The effects of substrate, product, and inhibitor (mycophenolic acid) binding on the conformation and stability of hamster type II inosine 5'-monophosphate dehydrogenase (IMPDH) have been examined. The protein in various states of ligand occupancy was compared by analyzing susceptibility to in vitro proteolysis, the degree of binding of a hydrophobic fluorescent dye, secondary structure content as determined by far-UV circular dichroism spectra, and urea-induced denaturation curves. These analysis methods revealed consistent evidence that IMPDH undergoes a local reorganization when IMP or XMP bind. NAD+ produced no such effect.
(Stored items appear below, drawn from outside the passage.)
#[cfg(test)]
mod tests {
    use super::*;
    use crate::chunk::{chunk_document, chunk_tier, count_words};
    use crate::config::ChunkConfig;
    use crate::models::ParagraphRecord;
    use crate::store::ChunkStore;

    fn para(chapter: i64, index: usize, words: usize) -> ParagraphRecord {
        let text: Vec<String> = (0..words)
            .map(|w| format!("c{}p{}w{}", chapter, index, w))
            .collect();
        ParagraphRecord::new(Some(chapter), None, text.join(" "))
    }

    fn three_chapter_stream() -> Vec<ParagraphRecord> {
        let mut paras = Vec::new();
        for chapter in 1..=3 {
            for p in 0..15 {
                paras.push(para(chapter, p, 200));
            }
        }
        paras
    }

    async fn seeded_store() -> (tempfile::TempDir, ChunkStore, i64) {
        let dir = tempfile::tempdir().unwrap();
        let store = ChunkStore::open(&dir.path().join("test.db")).await.unwrap();
        let paras = three_chapter_stream();
        let words: usize = paras.iter().map(|p| count_words(&p.text)).sum();
        let doc = store
            .create_document("Alpha", "Tester", words as i64)
            .await
            .unwrap();
        let drafts = chunk_document(&paras, &ChunkConfig::default());
        store.put(doc.id, &drafts).await.unwrap();
        (dir, store, doc.id)
    }

    #[test]
    fn test_strip_leading_words() {
        assert_eq!(strip_leading_words("one two three", 2), "three");
        assert_eq!(strip_leading_words("one two\n\nthree", 2), "three");
        assert_eq!(strip_leading_words("one two", 5), "");
        assert_eq!(strip_leading_words("word", 0), "word");
    }

    #[test]
    fn test_overlap_removal_round_trip() {
        let config = ChunkConfig::default();
        let paras = three_chapter_stream();
        let chunks = chunk_tier(&paras, crate::models::ChunkTier::Chapter, &config);
        let contents: Vec<String> = chunks.iter().map(|c| c.content.clone()).collect();

        let deduped = remove_overlap(&contents, config.overlap_window);
        let rebuilt = deduped.join("\n\n");
        let original = paras
            .iter()
            .map(|p| p.text.clone())
            .collect::<Vec<_>>()
            .join("\n\n");
        assert_eq!(rebuilt, original);
    }

    #[test]
    fn test_overlap_removal_is_idempotent() {
        let config = ChunkConfig::default();
        let chunks = chunk_tier(
            &three_chapter_stream(),
            crate::models::ChunkTier::Chapter,
            &config,
        );
        let contents: Vec<String> = chunks.iter().map(|c| c.content.clone()).collect();

        let once = remove_overlap(&contents, config.overlap_window);
        let twice = remove_overlap(&once, config.overlap_window);
        assert_eq!(once, twice);
    }

    #[test]
    fn test_no_match_degrades_gracefully() {
        let contents = vec![
            "alpha beta gamma".to_string(),
            "delta epsilon zeta".to_string(),
        ];
        let deduped = remove_overlap(&contents, 50);
        assert_eq!(deduped, contents);
    }

    #[test]
    fn test_split_sentences() {
        let sentences = split_sentences("First one. Second one! Third? trailing bit");
        assert_eq!(
            sentences,
            vec!["First one.", "Second one!", "Third?", "trailing bit"]
        );
    }

    #[tokio::test]
    async fn test_full_view() {
        let (_dir, store, doc_id) = seeded_store().await;
        let config = Config::default();
        let recon = Reconstructor::new(&store, &config);

        let result = recon.reconstruct(doc_id, View::Full).await.unwrap();
        for n in 1..=3 {
            assert!(result.content.contains(&format!("--- Chapter {} ---", n)));
        }
        assert_eq!(result.metadata["chapter_count"], 3);

        // The deduplicated text carries each word exactly once.
        assert_eq!(result.content.matches("c2p0w0").count(), 1);
        assert_eq!(result.content.matches("c1p14w199").count(), 1);
    }

    #[tokio::test]
    async fn test_summary_view_orders_by_size() {
        let (_dir, store, doc_id) = seeded_store().await;
        let config = Config::default();
        let recon = Reconstructor::new(&store, &config);

        let result = recon.reconstruct(doc_id, View::Summary).await.unwrap();
        assert!(result.content.starts_with("Key Insight 1:"));
        assert_eq!(result.metadata["source_chunks"], 3);

        // Chapters 2 and 3 carry the 50-word overlap prefix, so chapter 1
        // (3000 words) is the smallest and must come last.
        let first = result.content.find("Key Insight 1:").unwrap();
        let insight_1 = &result.content[first..result.content.find("Key Insight 2:").unwrap()];
        assert!(!insight_1.contains("c1p"));
    }

    #[tokio::test]
    async fn test_outline_view() {
        let (_dir, store, doc_id) = seeded_store().await;
        let config = Config::default();
        let recon = Reconstructor::new(&store, &config);

        let result = recon.reconstruct(doc_id, View::Outline).await.unwrap();
        let lines: Vec<&str> = result.content.lines().collect();
        assert_eq!(lines.len(), 3);
        assert!(lines[0].starts_with("1. "));
        assert!(lines[2].starts_with("3. "));
        // First line of each chapter, truncated to 100 chars
        assert!(lines[0].chars().count() <= 103);
    }

    #[tokio::test]
    async fn test_quotes_view_is_deterministic() {
        let dir = tempfile::tempdir().unwrap();
        let store = ChunkStore::open(&dir.path().join("test.db")).await.unwrap();
        // Quote-sized paragraph-tier chunks, stored directly.
        let drafts: Vec<crate::models::ChunkDraft> = (0..30)
            .map(|i| {
                let content = format!(
                    "Fragment {} begins with a measured cadence that settles in. \
                     It continues until the thought completes itself in a second \
                     sentence of similar length. A short close follows here.",
                    i
                );
                crate::models::ChunkDraft {
                    tier: crate::models::ChunkTier::Paragraph,
                    chapter_number: Some(1),
                    section_number: None,
                    sequence_index: i,
                    word_count: count_words(&content),
                    char_count: content.chars().count(),
                    content_hash: crate::models::ChunkDraft::compute_hash(&content),
                    content,
                }
            })
            .collect();
        let doc = store.create_document("Quotable", "Tester", 0).await.unwrap();
        store.put(doc.id, &drafts).await.unwrap();

        let config = Config::default();
        let recon = Reconstructor::new(&store, &config);
        let a = recon.reconstruct(doc.id, View::Quotes).await.unwrap();
        let b = recon.reconstruct(doc.id, View::Quotes).await.unwrap();

        assert_eq!(a.content, b.content);
        assert!(a.metadata["quote_count"].as_u64().unwrap() <= 10);
        for line in a.content.split("\n\n").filter(|l| !l.is_empty()) {
            assert!(line.starts_with('"') && line.ends_with('"'));
            let inner = line.chars().count() - 2;
            assert!((50..=200).contains(&inner));
        }
    }

    #[tokio::test]
    async fn test_missing_document_is_not_found() {
        let dir = tempfile::tempdir().unwrap();
        let store = ChunkStore::open(&dir.path().join("test.db")).await.unwrap();
        let config = Config::default();
        let recon = Reconstructor::new(&store, &config);

        assert!(matches!(
            recon.reconstruct(999, View::Full).await.unwrap_err(),
            Error::NotFound(_)
        ));
    }
}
In fact, no evidence was found for NAD+ binding independently of IMP. It is proposed that IMPDH adopts an open conformation around its nucleotide binding sites in the absence of substrates and that binding of IMP stabilizes a closed conformation that has a higher affinity for NAD+. The data also suggest the enzyme remains in the closed configuration throughout the catalytic steps and then reverts to the open conformation with XMP release, thereby consummating the enzyme cycle. Mycophenolic acid inhibition appeared to impart even greater stability. We propose that localized conformational changes occur during the normal and mycophenolic acid-inhibited reaction sequences of IMPDH.